A 'pistolet' is both used in Belgium and The Netherlands. It's also known as a 'kadetje/mini-stokbroodje' or 'piscollo' in Belgium. A pistolet is rond and small, and usually hard. Pistolets are called 'bread rolls' in English.

A 'bolletje' is a little rond bread, like in this picture http://www.brood.net/img_recept/ontb bruin bolletje ham ei250.jpg (a 'bolletje with ham and egg'). Or, http://blogimages.seniorennet.be/adnillekes_brood_gebak/111-de134298138e24aaaea71b4ef38d844f.jpg I would say these are also called 'bread rolls' in English, but I'm starting to think I'm wrong about that.

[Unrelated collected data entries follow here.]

//! Test harness for chunkspace development.
//!
//! [`TestContext`] builds a context that deep-verifies itself after every
//! operation. [`TestArena`] wraps an arena, fills every span it hands out
//! with a recognizable pattern and tracks the live spans, so tests can
//! check contents and tear down cleanly. [`workload`] produces seeded
//! allocation sizes.

#![forbid(unsafe_code)]
#![allow(missing_docs)]
#![deny(rustdoc::broken_intra_doc_links)]

pub mod workload;

use std::ops::Deref;

use chunkspace_arena::{Arena, Context, ContextConfig, Settings};
use chunkspace_core::{ArenaError, ClientCategory, WordAddr};

/// Install a `tracing` subscriber writing to the test output.
///
/// Honors `RUST_LOG`; safe to call from every test.
pub fn init_tracing() {
    let _ = tracing_subscriber::fmt()
        .with_env_filter(tracing_subscriber::EnvFilter::from_default_env())
        .with_test_writer()
        .try_init();
}

/// A context with `verify_after_ops` forced on.
pub struct TestContext {
    ctx: Context,
}

impl TestContext {
    pub fn from_config(config: ContextConfig) -> Self {
        init_tracing();
        let settings = Settings {
            verify_after_ops: true,
            ..config.settings.clone()
        };
        let ctx = Context::create(config.with_settings(settings))
            .unwrap_or_else(|e| panic!("test context rejected: {e}"));
        Self { ctx }
    }

    pub fn expandable(name: &str) -> Self {
        Self::from_config(ContextConfig::new(name))
    }

    pub fn expandable_limited(name: &str, commit_limit_words: usize) -> Self {
        Self::from_config(ContextConfig::expandable(name, commit_limit_words))
    }

    pub fn non_expandable(name: &str, reserve_words: usize, commit_limit_words: usize) -> Self {
        Self::from_config(ContextConfig::non_expandable(
            name,
            reserve_words,
            commit_limit_words,
        ))
    }

    pub fn context(&self) -> &Context {
        &self.ctx
    }

    pub fn arena(&self, category: ClientCategory, is_class: bool) -> TestArena {
        TestArena::new(self.ctx.create_arena(category, is_class), self.ctx.clone())
    }

    /// Deep verification; panics with the first inconsistency.
    pub fn check(&self) {
        if let Err(e) = self.ctx.verify(true) {
            panic!("context '{}' failed verification: {e}", self.ctx.name());
        }
        let counters = self.ctx.counters();
        assert!(counters.used_words <= counters.committed_words);
        assert!(counters.committed_words <= counters.reserved_words);
    }
}

impl Deref for TestContext {
    type Target = Context;

    fn deref(&self) -> &Context {
        &self.ctx
    }
}

/// A live allocation made through a [`TestArena`].
#[derive(Clone, Copy, Debug, PartialEq, Eq)]
pub struct Span {
    pub addr: WordAddr,
    pub words: usize,
    pub pattern: u64,
}

impl Span {
    fn expected(&self) -> Vec<u64> {
        (0..self.words as u64).map(|i| self.pattern ^ i).collect()
    }
}

/// An arena whose spans are pattern-filled and tracked.
pub struct TestArena {
    arena: Arena,
    ctx: Context,
    live: Vec<Span>,
    next_pattern: u64,
}

impl TestArena {
    pub fn new(arena: Arena, ctx: Context) -> Self {
        Self {
            arena,
            ctx,
            live: Vec::new(),
            next_pattern: 0x5eed_0000_0000_0000,
        }
    }

    pub fn arena(&self) -> &Arena {
        &self.arena
    }

    /// Allocate, fill with a fresh pattern and track the span.
    pub fn allocate(&mut self, words: usize) -> Result<Span, ArenaError> {
        let addr = self.arena.allocate(words)?;
        self.next_pattern += 1 << 20;
        let span = Span {
            addr,
            words,
            pattern: self.next_pattern,
        };
        self.ctx
            .write_words(addr, &span.expected())
            .unwrap_or_else(|e| panic!("allocated span {addr}+{words} not writable: {e}"));
        self.live.push(span);
        Ok(span)
    }

    /// Deallocate the `index`-th live span (swap-remove order).
    pub fn deallocate_at(&mut self, index: usize) -> Span {
        let span = self.live.swap_remove(index);
        self.arena
            .deallocate(span.addr, span.words)
            .unwrap_or_else(|e| panic!("deallocating {span:?}: {e}"));
        span
    }

    pub fn deallocate_all(&mut self) {
        while !self.live.is_empty() {
            self.deallocate_at(self.live.len() - 1);
        }
    }

    /// Check every live span still holds its pattern.
    pub fn check_contents(&self) {
        for span in &self.live {
            let actual = self
                .ctx
                .read_words(span.addr, span.words)
                .unwrap_or_else(|e| panic!("reading {span:?}: {e}"));
            assert_eq!(actual, span.expected(), "span {span:?} was overwritten");
        }
    }

    pub fn live(&self) -> &[Span] {
        &self.live
    }

    pub fn live_words(&self) -> usize {
        self.live.iter().map(|s| s.words).sum()
    }
}

#[cfg(test)]
mod tests {
    use super::*;

    #[test]
    fn spans_keep_their_patterns() {
        let ctx = TestContext::expandable("harness");
        let mut arena = ctx.arena(ClientCategory::Standard, false);
        for words in [1, 7, 300] {
            arena.allocate(words).unwrap();
        }
        arena.check_contents();
        assert_eq!(arena.live_words(), 308);
        assert_eq!(arena.arena().used_words(), 308);
        arena.deallocate_all();
        assert_eq!(ctx.counters().used_words, 0);
        ctx.check();
    }
}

Now, after having looked in dictionaries what each word meant, and having googled pictures of them all... a pistolet and a bolletje appear to be the same thing...maybe it's just because I'm from Limburg, but I tend to use pistolet a lot more than bolletje, anyone else know the difference between them? Maybe it's just a difference in size...Anyway, you could just say a 'broodje' and everyone would know what you meant 8D.

So for me it's like this:

- long, soft: broodje/or even 'zacht broodje' (never round),
- long, hard: broodje/hard broodje (never round),
- round, hard: pistolet/bolletje (never long),

Oh, and when I'm eating a hamburger in McDonald's, I call the bread 'broodje' never 'bolletje' even though it's round. Never heard of 'een pistolet/bolletje hamburger' maar wel van een 'broodje hamburger'... Someone should shed some light on this D:

Heb nu zo zin in een Bufkesbroodje...


----------